The stunning interior contains many artistic masterpieces. Including the beautiful Pietá by Michelangelo. Nearby, a red disc marks the spot where Charlemagne and later Holy Roman Emperors were crowned by the Pope. The centre of the Basilica is dominated by Bernini’s baldacchino. Made with bronze taken from the Pantheon, it stands over the high altar which itself sits on the site of St Peter’s grave. Above, the impressive Michelangelo’s dome soars to a height of almost 120m. From the dome entrance on the right of the basilica’s main portico, walk the 551 steps to the top or take a small lift halfway. Follow on foot for the last 320 steps and, once at the top, you’ll be rewarded with fantastic views of the city.
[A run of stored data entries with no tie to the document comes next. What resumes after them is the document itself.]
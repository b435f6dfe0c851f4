//! `SeaORM` Entity for budget_alerts table.
//!
//! One row per alert sent, keyed so each level fires once per budget period.

use sea_orm::entity::prelude::*;
use serde::{Deserialize, Serialize};

use super::sea_orm_active_enums::AlertLevel;

#[derive(Clone, Debug, PartialEq, DeriveEntityModel, Eq, Serialize, Deserialize)]
#[sea_orm(table_name = "budget_alerts")]
pub struct Model {
    #[sea_orm(primary_key, auto_increment = false)]
    pub budget_id: Uuid,
    #[sea_orm(primary_key, auto_increment = false)]
    pub period_start: Date,
    #[sea_orm(primary_key, auto_increment = false)]
    pub level: AlertLevel,
    pub sent_at: DateTimeWithTimeZone,
}

#[derive(Copy, Clone, Debug, EnumIter, DeriveRelation)]
pub enum Relation {
    #[sea_orm(
        belongs_to = "super::budgets::Entity",
        from = "Column::BudgetId",
        to = "super::budgets::Column::Id",
        on_delete = "Cascade"
    )]
    Budgets,
}

impl Related<super::budgets::Entity> for Entity {
    fn to() -> RelationDef {
        Relation::Budgets.def()
    }
}

impl ActiveModelBehavior for ActiveModel {}
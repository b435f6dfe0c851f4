//! Staging-area domain types.

use chrono::{DateTime, Utc};
use rust_decimal::Decimal;
use serde::{Deserialize, Serialize};
use std::fmt;
use tally_shared::types::{CategoryId, OwnerId, PendingTransactionId, TransactionId};
use uuid::Uuid;

use crate::ledger::{AccountRef, TransactionDraft, TransactionKind, ORIGIN_EMAIL_SYNC};

/// Review status of a staged item.
///
/// Valid transitions:
/// - Pending → Approved (materializes a ledger transaction)
/// - Pending → Rejected (no ledger effect)
///
/// Both targets are terminal.
#[derive(Debug, Clone, Copy, PartialEq, Eq, Hash, Serialize, Deserialize)]
#[serde(rename_all = "lowercase")]
pub enum PendingStatus {
    /// Awaiting a decision.
    Pending,
    /// Accepted into the ledger.
    Approved,
    /// Discarded.
    Rejected,
}

impl PendingStatus {
    /// Returns the string representation of the status.
    #[must_use]
    pub fn as_str(&self) -> &'static str {
        match self {
            Self::Pending => "pending",
            Self::Approved => "approved",
            Self::Rejected => "rejected",
        }
    }

    /// Parses a status from a string.
    pub fn parse(s: &str) -> Option<Self> {
        match s.to_lowercase().as_str() {
            "pending" => Some(Self::Pending),
            "approved" => Some(Self::Approved),
            "rejected" => Some(Self::Rejected),
            _ => None,
        }
    }

    /// Returns true if no transition leaves this status.
    #[must_use]
    pub fn is_terminal(&self) -> bool {
        matches!(self, Self::Approved | Self::Rejected)
    }
}

impl fmt::Display for PendingStatus {
    fn fmt(&self, f: &mut fmt::Formatter<'_>) -> fmt::Result {
        write!(f, "{}", self.as_str())
    }
}

/// A detected financial event waiting for user review.
#[derive(Debug, Clone, PartialEq, Eq, Serialize, Deserialize)]
pub struct PendingTransaction {
    /// Unique identifier.
    pub id: PendingTransactionId,
    /// Owner of the item.
    pub owner_id: OwnerId,
    /// Income or expense.
    pub kind: TransactionKind,
    /// Extracted amount.
    pub amount: Decimal,
    /// Suggested category.
    pub category_id: Option<CategoryId>,
    /// Account the user chose to link on approval.
    pub account: Option<AccountRef>,
    /// When the event happened.
    pub occurred_at: DateTime<Utc>,
    /// Extracted description.
    pub description: String,
    /// External message id; unique per owner.
    pub source_message_id: String,
    /// Review status.
    pub status: PendingStatus,
    /// Creation timestamp.
    pub created_at: DateTime<Utc>,
    /// Last update timestamp.
    pub updated_at: DateTime<Utc>,
}

impl PendingTransaction {
    /// The ledger draft an approval materializes.
    #[must_use]
    pub fn to_draft(&self) -> TransactionDraft {
        TransactionDraft {
            kind: self.kind,
            amount: self.amount,
            category_id: self.category_id,
            account: self.account,
            occurred_at: self.occurred_at,
            description: self.description.clone(),
            origin_method: ORIGIN_EMAIL_SYNC.to_string(),
            source_message_id: Some(self.source_message_id.clone()),
        }
    }

    /// Overwrites the reviewable fields with a user's corrections.
    pub fn apply_edit(&mut self, edit: PendingEdit, now: DateTime<Utc>) {
        self.kind = edit.kind;
        self.amount = edit.amount;
        self.category_id = edit.category_id;
        self.account = edit.account;
        self.occurred_at = edit.occurred_at;
        self.description = edit.description.trim().to_string();
        self.updated_at = now;
    }
}

/// User corrections to a staged item before approval.
#[derive(Debug, Clone, PartialEq, Eq, Serialize, Deserialize)]
pub struct PendingEdit {
    /// Income or expense.
    pub kind: TransactionKind,
    /// Corrected amount.
    pub amount: Decimal,
    /// Category.
    #[serde(default)]
    pub category_id: Option<CategoryId>,
    /// Account to link when approved.
    #[serde(default)]
    pub account: Option<AccountRef>,
    /// When the event happened.
    pub occurred_at: DateTime<Utc>,
    /// Description.
    pub description: String,
}

/// Result for a single item in a batch operation.
#[derive(Debug, Clone, PartialEq, Eq, Serialize)]
pub struct BatchItemResult {
    /// The staged item.
    pub pending_id: Uuid,
    /// Whether the operation succeeded.
    pub success: bool,
    /// Ledger transaction created, for successful approvals.
    pub transaction_id: Option<TransactionId>,
    /// Error message if failed.
    pub error: Option<String>,
}

/// Result of a batch approve or reject.
#[derive(Debug, Clone, Default, PartialEq, Eq, Serialize)]
pub struct BatchResult {
    /// Results for each requested id, in request order.
    pub results: Vec<BatchItemResult>,
    /// Number of successful items.
    pub success_count: usize,
    /// Number of failed items.
    pub failure_count: usize,
}

impl BatchResult {
    pub(crate) fn succeeded(&mut self, pending_id: Uuid, transaction_id: Option<TransactionId>) {
        self.success_count += 1;
        self.results.push(BatchItemResult {
            pending_id,
            success: true,
            transaction_id,
            error: None,
        });
    }

    pub(crate) fn failed(&mut self, pending_id: Uuid, error: String) {
        self.failure_count += 1;
        self.results.push(BatchItemResult {
            pending_id,
            success: false,
            transaction_id: None,
            error: Some(error),
        });
    }
}

#[cfg(test)]
mod tests {
    use super::*;
    use rust_decimal_macros::dec;

    #[test]
    fn test_status_parse_and_display() {
        assert_eq!(PendingStatus::parse("PENDING"), Some(PendingStatus::Pending));
        assert_eq!(PendingStatus::parse("approved"), Some(PendingStatus::Approved));
        assert_eq!(PendingStatus::parse("Rejected"), Some(PendingStatus::Rejected));
        assert_eq!(PendingStatus::parse("posted"), None);
        assert_eq!(PendingStatus::Rejected.to_string(), "rejected");
    }

    #[test]
    fn test_terminal_statuses() {
        assert!(!PendingStatus::Pending.is_terminal());
        assert!(PendingStatus::Approved.is_terminal());
        assert!(PendingStatus::Rejected.is_terminal());
    }

    #[test]
    fn test_draft_carries_email_origin() {
        let now = Utc::now();
        let pending = PendingTransaction {
            id: PendingTransactionId::new(),
            owner_id: OwnerId::new(),
            kind: TransactionKind::Expense,
            amount: dec!(42.10),
            category_id: None,
            account: None,
            occurred_at: now,
            description: "Grocer".to_string(),
            source_message_id: "msg-1".to_string(),
            status: PendingStatus::Pending,
            created_at: now,
            updated_at: now,
        };
        let draft = pending.to_draft();
        assert_eq!(draft.origin_method, ORIGIN_EMAIL_SYNC);
        assert_eq!(draft.source_message_id.as_deref(), Some("msg-1"));
        assert_eq!(draft.amount, dec!(42.10));
    }

    #[test]
    fn test_batch_result_counts() {
        let mut result = BatchResult::default();
        result.succeeded(Uuid::nil(), None);
        result.failed(Uuid::nil(), "boom".to_string());
        result.failed(Uuid::nil(), "boom".to_string());
        assert_eq!(result.success_count, 1);
        assert_eq!(result.failure_count, 2);
        assert_eq!(result.results.len(), 3);
    }
}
Those interested, can book a guided tour to the excavations beneath the Basilica that have uncovered part of the original church and what archaeologists believe is the Tomb of St Peter.
The circular St Peter’s Square is framed by two huge sets of colonnades from which beautiful statues of religious figures stand. In the centre, there’s an imposing obelisk.
Admire Artistic Masterpieces at Galleria Borghese
Galleria Borghese is one of the most important museums in Rome and visitors can expect to see exceptional works of art by Bernini and Caravaggio amongst others. Some of the museum highlights are “Apollo and Daphne” by Bernini, “Boy with a Basket of Fruit” by Caravaggio or “Paolina Bonaparte” by Canova. It’s an impressive building surrounded by the extensive Borghese’s gardens.
The Galleria is world famous for its rich collection of Baroque art so take your time to admire the beautiful works of art you can find there, including sculptures and reliefs. After that, we invite you to take a leisurely stroll through the idyllic gardens with their blooming flowers and orange trees.
Visit the Capitoline Museums
Set across three buildings in Piazza del Campidoglio, the Capitoline Museums are another must-see artistic venues in Rome. They’re considered the first public museums in the world and they’re home to Renaissance marble statues and Roman bronzes such as the Equestrian statue of Marcus Aurelius and the Capitoline Wolf. The museum also gives visitors the chance to admire the Roman Forum from the Galleria Lapidaria, an underground tunnel that connects the two main buildings.
There’s an excellent in-house restaurant that offers affordable lunch and picturesque views of the city.
Despite the museums’ rich collection, it’s rarely crowded so you’ll be able to admire the hundreds of sculptures and paintings comfortably. Thanks to being close to the city’s main archaeological attractions, it’s a great place to stop after visiting the Roman Forum and Colosseum. Highlights not to miss are the bust of Commodus as Hercules, the Bust of Medusa by Bernini and the Hall of Hannibal with the bronze Capitoline Wolf.
Trastevere is a Roman neighborhood across the Tiber famous for its bohemian and hip atmosphere where you’ll find lots of boutiques that will tempt you with their perfumes, pieces of jewelry and handicrafts. Its cobblestoned streets and ochre buildings contribute to this instagrammable area of the city.
Trastevere is a great place to be during the evenings and nights, as there are people hanging out, enjoying a drink at bars or wandering around.
Explore Trastevere to experience a real slice of Roman culture!
Throw A Coin In The Trevi Fountain
Your trip to the Eternal City will be incomplete unless you visit the Trevi Fountain: Nicola Salvi’s awe-inspiring Baroque masterpiece that features a marble statue of Neptune surrounded by tritons. Don’t think it twice and throw a coin in the fountain! If you do, you’ll return to Rome!
However, those looking forward to having an instagrammable memory of Trevi Fountain should bear in mind that it is usually crowded with tourists! Visit it early in the morning or late at night when the crowds disperse.
It’s probably the most famous planet in the world and you can’t miss it during your stay in Rome!